[Start of Attachment]

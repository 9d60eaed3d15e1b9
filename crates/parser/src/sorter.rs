//! Dependency ordering of emitted models
//!
//! Only objects, compositions and enums become standalone declarations in an
//! emitter, so only they are ordered. Everything else either needs no
//! declaration (primitives, dictionaries) or is written in place (arrays),
//! in which case its own dependencies count instead.

use std::collections::HashSet;
use tracing::debug;
use typegraph_common::{Model, ModelKind, ModelRef, ModelRegistry, Result, TypeGraphError};

/// Models that need a standalone declaration, in registry order
pub fn emission_candidates(registry: &ModelRegistry) -> Vec<&Model> {
    registry
        .iter()
        .filter(|model| match &model.kind {
            ModelKind::Object(object) => !object.is_dictionary,
            ModelKind::Composition(_) => true,
            ModelKind::Primitive(primitive) => primitive.enum_values.is_some(),
            ModelKind::Array(_) => false,
        })
        .collect()
}

/// Order `candidates` so every model follows the models it depends on
///
/// Runs repeated passes over the pending set, emitting each model once all
/// of its direct dependencies are satisfied. A pass that emits nothing means
/// the remaining models depend on each other, reported as
/// `CircularDependency` in their original order.
pub fn sort_by_dependencies<'r>(
    registry: &'r ModelRegistry,
    candidates: &[&'r Model],
) -> Result<Vec<&'r Model>> {
    let candidate_names: HashSet<&str> = candidates.iter().map(|m| m.name.as_str()).collect();
    let mut emitted: HashSet<&str> = HashSet::with_capacity(candidates.len());
    let mut ordered = Vec::with_capacity(candidates.len());
    let mut pending = candidates.to_vec();
    let mut pass = 0;

    while !pending.is_empty() {
        pass += 1;
        let before = pending.len();
        let mut waiting = Vec::new();

        for model in pending {
            let ready = model.dependencies.iter().all(|dependency| {
                let check = Check {
                    registry,
                    candidates: &candidate_names,
                    emitted: &emitted,
                    owner: &model.name,
                };
                check.satisfied(dependency, &mut HashSet::new())
            });

            if ready {
                emitted.insert(&model.name);
                ordered.push(model);
            } else {
                waiting.push(model);
            }
        }

        debug!(pass, emitted = before - waiting.len(), waiting = waiting.len(), "sort pass");
        if waiting.len() == before {
            return Err(TypeGraphError::CircularDependency {
                models: waiting.iter().map(|m| m.name.clone()).collect(),
            });
        }
        pending = waiting;
    }

    Ok(ordered)
}

struct Check<'a, 'r> {
    registry: &'r ModelRegistry,
    candidates: &'a HashSet<&'r str>,
    emitted: &'a HashSet<&'r str>,
    owner: &'a str,
}

impl<'a, 'r> Check<'a, 'r> {
    fn satisfied(&self, dependency: &'r ModelRef, visiting: &mut HashSet<&'r str>) -> bool {
        let name = dependency.name();
        if name == self.owner || self.emitted.contains(name) {
            return true;
        }

        let Some(model) = dependency.resolve(self.registry) else {
            return true;
        };
        if model.is_primitive() || model.is_dictionary() {
            return true;
        }
        if self.candidates.contains(name) {
            return false;
        }

        // Written in place: look through to what it needs
        if !visiting.insert(name) {
            return true;
        }
        model
            .dependencies
            .iter()
            .all(|inner| self.satisfied(inner, visiting))
    }
}
//! Operation records derived from `paths`
//!
//! Operations never own models; every schema is referenced by its registry
//! name.

use indexmap::IndexMap;
use serde::{Deserialize, Serialize};
use std::fmt;

/// HTTP methods an OpenAPI path item can declare
#[derive(Debug, Clone, Copy, PartialEq, Eq, Hash, Serialize, Deserialize)]
#[serde(rename_all = "lowercase")]
pub enum HttpMethod {
    Get,
    Put,
    Post,
    Delete,
    Options,
    Head,
    Patch,
    Trace,
}

impl HttpMethod {
    /// All methods in processing order
    pub const ALL: [HttpMethod; 8] = [
        Self::Get,
        Self::Put,
        Self::Post,
        Self::Delete,
        Self::Options,
        Self::Head,
        Self::Patch,
        Self::Trace,
    ];

    pub fn as_str(self) -> &'static str {
        match self {
            Self::Get => "get",
            Self::Put => "put",
            Self::Post => "post",
            Self::Delete => "delete",
            Self::Options => "options",
            Self::Head => "head",
            Self::Patch => "patch",
            Self::Trace => "trace",
        }
    }
}

impl fmt::Display for HttpMethod {
    fn fmt(&self, f: &mut fmt::Formatter<'_>) -> fmt::Result {
        f.write_str(self.as_str())
    }
}

/// Where a parameter is carried
#[derive(Debug, Clone, Copy, PartialEq, Eq, Hash, Serialize, Deserialize)]
#[serde(rename_all = "lowercase")]
pub enum ParameterLocation {
    Path,
    Header,
    Query,
    Cookie,
}

impl ParameterLocation {
    /// Order in which parameter containers are synthesized
    pub const CONTAINER_ORDER: [ParameterLocation; 4] =
        [Self::Query, Self::Header, Self::Path, Self::Cookie];

    pub fn as_str(self) -> &'static str {
        match self {
            Self::Path => "path",
            Self::Header => "header",
            Self::Query => "query",
            Self::Cookie => "cookie",
        }
    }
}

impl fmt::Display for ParameterLocation {
    fn fmt(&self, f: &mut fmt::Formatter<'_>) -> fmt::Result {
        f.write_str(self.as_str())
    }
}

#[derive(Debug, Clone, PartialEq, Serialize)]
#[serde(rename_all = "camelCase")]
pub struct OperationParameter {
    /// Parameter name as written in the document
    pub name: String,
    #[serde(rename = "in")]
    pub location: ParameterLocation,
    pub required: bool,
    pub deprecated: bool,
    #[serde(skip_serializing_if = "Option::is_none")]
    pub description: Option<String>,
    /// Set when the parameter declares `content` instead of `schema`
    #[serde(skip_serializing_if = "Option::is_none")]
    pub mime_type: Option<String>,
    /// Registry name of the parameter's schema model
    pub schema: String,
}

/// Mime type → model name, plus the primary (first) model
#[derive(Debug, Clone, Default, PartialEq, Serialize)]
pub struct MediaContent {
    pub content: IndexMap<String, String>,
    #[serde(skip_serializing_if = "Option::is_none")]
    pub schema: Option<String>,
}

impl MediaContent {
    pub fn insert(&mut self, mime_type: &str, model: String) {
        if self.schema.is_none() {
            self.schema = Some(model.clone());
        }
        self.content.insert(mime_type.to_string(), model);
    }
}

#[derive(Debug, Clone, Default, PartialEq, Serialize)]
pub struct RequestBody {
    #[serde(skip_serializing_if = "Option::is_none")]
    pub description: Option<String>,
    pub required: bool,
    #[serde(flatten)]
    pub media: MediaContent,
}

#[derive(Debug, Clone, Default, PartialEq, Serialize)]
pub struct Response {
    #[serde(skip_serializing_if = "Option::is_none")]
    pub description: Option<String>,
    #[serde(flatten)]
    pub media: MediaContent,
}

#[derive(Debug, Clone, PartialEq, Serialize)]
#[serde(rename_all = "camelCase")]
pub struct Operation {
    pub path: String,
    pub method: HttpMethod,
    /// Canonical name (escaped `operationId` or `<method>-<path>`)
    pub name: String,
    /// SCREAMING_SNAKE variant of `name`
    pub constant_name: String,
    #[serde(skip_serializing_if = "Option::is_none")]
    pub summary: Option<String>,
    #[serde(skip_serializing_if = "Option::is_none")]
    pub description: Option<String>,
    pub tags: Vec<String>,
    pub deprecated: bool,
    /// Path-level parameters merged with operation-level ones
    pub parameters: Vec<OperationParameter>,
    #[serde(skip_serializing_if = "Option::is_none")]
    pub request_body: Option<RequestBody>,
    /// Status code → response
    pub responses: IndexMap<String, Response>,
    /// Location → registry name of the synthesized container model
    pub parameter_models: IndexMap<ParameterLocation, String>,
}

impl Operation {
    /// Parameters carried in `location`, in merged order
    pub fn parameters_in(
        &self,
        location: ParameterLocation,
    ) -> impl Iterator<Item = &OperationParameter> + '_ {
        self.parameters
            .iter()
            .filter(move |p| p.location == location)
    }

    /// Registry name of the container model for `location`
    pub fn parameter_model(&self, location: ParameterLocation) -> Option<&str> {
        self.parameter_models.get(&location).map(String::as_str)
    }
}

[End of Attachment]

WHAT THIS TASK INVOLVES> Count the lines of the data that include the string "push", and give only that number.

EXERCISE SOLUTION> 2